Wiktorowski joined Swiatek in December throughout the low season after she cut up with Piotr Sierzputowski, her coach for 5 years. Wiktorowski has emphasised the constructive, which grew to become clear as they watched movies of her matches. Swiatek wished to look at defeats to study from her errors. He insisted on watching victories as effectively to deal with her strengths.
“This sort of perspective helped me imagine that I may be extra aggressive on courtroom and truly use the strengths I’ve,” she mentioned, “Earlier than I used to be extra like analyzing how my opponent was taking part in and adjusting to that. However this yr I wish to be extra proactive. I wish to lead.”
Radwanska, a trick-shot artist nicknamed The Magician, was probably the most profitable trendy Polish participant till Swiatek, however “Aga” was an underpowered counterpuncher as compared with “Iga”, whose signature shot is her explosive inside-out forehand, a bludgeoning blow that options heavy topspin.

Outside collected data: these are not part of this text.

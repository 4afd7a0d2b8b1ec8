//! Lock metrics.

use std::sync::atomic::{AtomicU64, Ordering};
use std::sync::Arc;

use latchkey_common::{CoordinationError, Result};

/// Counters shared by every lock of one client.
pub struct LockMetrics {
    /// Successful acquisitions, reentrant ones included.
    pub acquisitions: AtomicU64,
    /// Releases that dropped a hold.
    pub releases: AtomicU64,
    /// Acquisitions that gave up at their deadline.
    pub timeouts: AtomicU64,
    /// Acquisitions cancelled by the caller.
    pub cancellations: AtomicU64,
    /// Successful watchdog renewals.
    pub renewals: AtomicU64,
    /// Watchdogs that found their lease gone.
    pub leases_lost: AtomicU64,
    /// Releases attempted by a non-holder.
    pub not_owner: AtomicU64,
}

impl LockMetrics {
    /// Create new metrics instance.
    pub fn new() -> Self {
        Self {
            acquisitions: AtomicU64::new(0),
            releases: AtomicU64::new(0),
            timeouts: AtomicU64::new(0),
            cancellations: AtomicU64::new(0),
            renewals: AtomicU64::new(0),
            leases_lost: AtomicU64::new(0),
            not_owner: AtomicU64::new(0),
        }
    }

    /// Record the outcome of an acquisition.
    pub fn record_acquire<T>(&self, result: &Result<T>) {
        let counter = match result {
            Ok(_) => &self.acquisitions,
            Err(CoordinationError::AcquisitionTimeout { .. }) => &self.timeouts,
            Err(CoordinationError::Cancelled { .. }) => &self.cancellations,
            Err(_) => return,
        };
        counter.fetch_add(1, Ordering::Relaxed);
    }

    /// Record the outcome of a release.
    pub fn record_release<T>(&self, result: &Result<T>) {
        match result {
            Ok(_) => {
                self.releases.fetch_add(1, Ordering::Relaxed);
            }
            Err(CoordinationError::NotOwner { .. }) => {
                self.not_owner.fetch_add(1, Ordering::Relaxed);
            }
            Err(_) => {}
        }
    }

    /// Record a watchdog renewal.
    pub fn lease_renewed(&self) {
        self.renewals.fetch_add(1, Ordering::Relaxed);
    }

    /// Record a watchdog that lost its lease.
    pub fn lease_lost(&self) {
        self.leases_lost.fetch_add(1, Ordering::Relaxed);
    }

    /// Get current metrics snapshot.
    pub fn snapshot(&self) -> LockMetricsSnapshot {
        LockMetricsSnapshot {
            acquisitions: self.acquisitions.load(Ordering::Relaxed),
            releases: self.releases.load(Ordering::Relaxed),
            timeouts: self.timeouts.load(Ordering::Relaxed),
            cancellations: self.cancellations.load(Ordering::Relaxed),
            renewals: self.renewals.load(Ordering::Relaxed),
            leases_lost: self.leases_lost.load(Ordering::Relaxed),
            not_owner: self.not_owner.load(Ordering::Relaxed),
        }
    }

    /// Export metrics in Prometheus format.
    pub fn to_prometheus(&self) -> String {
        let snapshot = self.snapshot();
        format!(
            r#"# HELP latchkey_lock_acquisitions_total Total lock acquisitions
# TYPE latchkey_lock_acquisitions_total counter
latchkey_lock_acquisitions_total {}

# HELP latchkey_lock_releases_total Total lock releases
# TYPE latchkey_lock_releases_total counter
latchkey_lock_releases_total {}

# HELP latchkey_lock_timeouts_total Acquisitions that timed out
# TYPE latchkey_lock_timeouts_total counter
latchkey_lock_timeouts_total {}

# HELP latchkey_lock_cancellations_total Acquisitions cancelled by the caller
# TYPE latchkey_lock_cancellations_total counter
latchkey_lock_cancellations_total {}

# HELP latchkey_lock_renewals_total Watchdog lease renewals
# TYPE latchkey_lock_renewals_total counter
latchkey_lock_renewals_total {}

# HELP latchkey_lock_leases_lost_total Leases found expired or taken by the watchdog
# TYPE latchkey_lock_leases_lost_total counter
latchkey_lock_leases_lost_total {}

# HELP latchkey_lock_not_owner_total Releases attempted by a non-holder
# TYPE latchkey_lock_not_owner_total counter
latchkey_lock_not_owner_total {}
"#,
            snapshot.acquisitions,
            snapshot.releases,
            snapshot.timeouts,
            snapshot.cancellations,
            snapshot.renewals,
            snapshot.leases_lost,
            snapshot.not_owner,
        )
    }
}

impl Default for LockMetrics {
    fn default() -> Self {
        Self::new()
    }
}

/// Snapshot of metrics at a point in time.
#[derive(Debug, Clone, PartialEq, Eq)]
pub struct LockMetricsSnapshot {
    pub acquisitions: u64,
    pub releases: u64,
    pub timeouts: u64,
    pub cancellations: u64,
    pub renewals: u64,
    pub leases_lost: u64,
    pub not_owner: u64,
}

/// Shared metrics instance.
pub type SharedLockMetrics = Arc<LockMetrics>;

#[cfg(test)]
mod tests {
    use super::*;
    use std::time::Duration;

    #[test]
    fn test_record_outcomes() {
        let metrics = LockMetrics::new();

        metrics.record_acquire(&Ok(1u32));
        metrics.record_acquire::<u32>(&Err(CoordinationError::AcquisitionTimeout {
            key: "k".to_string(),
            waited: Duration::from_millis(5),
        }));
        metrics.record_acquire::<u32>(&Err(CoordinationError::StoreUnavailable("down".into())));

        let snapshot = metrics.snapshot();
        assert_eq!(snapshot.acquisitions, 1);
        assert_eq!(snapshot.timeouts, 1);
        assert_eq!(snapshot.cancellations, 0);
    }

    #[test]
    fn test_prometheus_export() {
        let metrics = LockMetrics::new();
        metrics.lease_renewed();

        let output = metrics.to_prometheus();
        assert!(output.contains("latchkey_lock_renewals_total 1"));
    }
}
//! Latchkey Store
//!
//! The contract between coordination primitives and the shared store they
//! coordinate through, plus an in-process implementation.
//!
//! # Model
//!
//! - Plain `get`/`set_with_expiry`/`delete` calls are individually atomic.
//! - Anything that reads before it writes is a [`Script`] executed through
//!   [`AtomicStore::atomic_execute`]; the store runs it with nothing
//!   interleaved.
//! - Scripts may publish on a channel; [`AtomicStore::wait_for_signal`]
//!   lets blocked callers wake up early instead of sleeping out a backoff.

pub mod codec;
pub mod error;
pub mod memory;
pub mod script;
pub mod store;

pub use codec::{decode_reply, decode_value, json_reply, read_json, write_json};
pub use error::{StoreError, StoreResult};
pub use memory::InMemoryStore;
pub use script::{arg_at, key_at, KeyTtl, Reply, Script, ScriptContext};
pub use store::{AtomicStore, SharedStore};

Swiatek believes in her work and that she has “good genes” due to her Olympian father. “I really feel my physique was made to be concerned in sports activities,” she mentioned.
She and Ryszczuk are taking no possibilities. She doesn’t run off the courtroom so as to restrict pounding on her legs, utilizing train bicycles for the cardio work.
“The principle factor is to maintain her secure, sturdy and wholesome,” he mentioned.
It’s a long-term plan for a long-term planner, who makes good use of her Google calendar and likes to regulate not solely her strokes however her enterprise.
“I’ve learn so many offers, so many contracts throughout the previous 18 months,” she mentioned. “I heard some tales about gamers who will not be actually accountable in that a part of life. I additionally made some errors after I was youthful by way of signing issues. So proper now, I’m studying all the things.”
She is profitable all the things, too, and certainly not by coincidence. On Thursday, three days earlier than this French Open started, she was speaking on her cellphone outdoors the principle stadium whereas Abramowicz watched her from a bench at a distance.
“It’s the final day for enterprise calls,” Abramowicz defined. “After that, it’s time to shut that drawer and open one other.”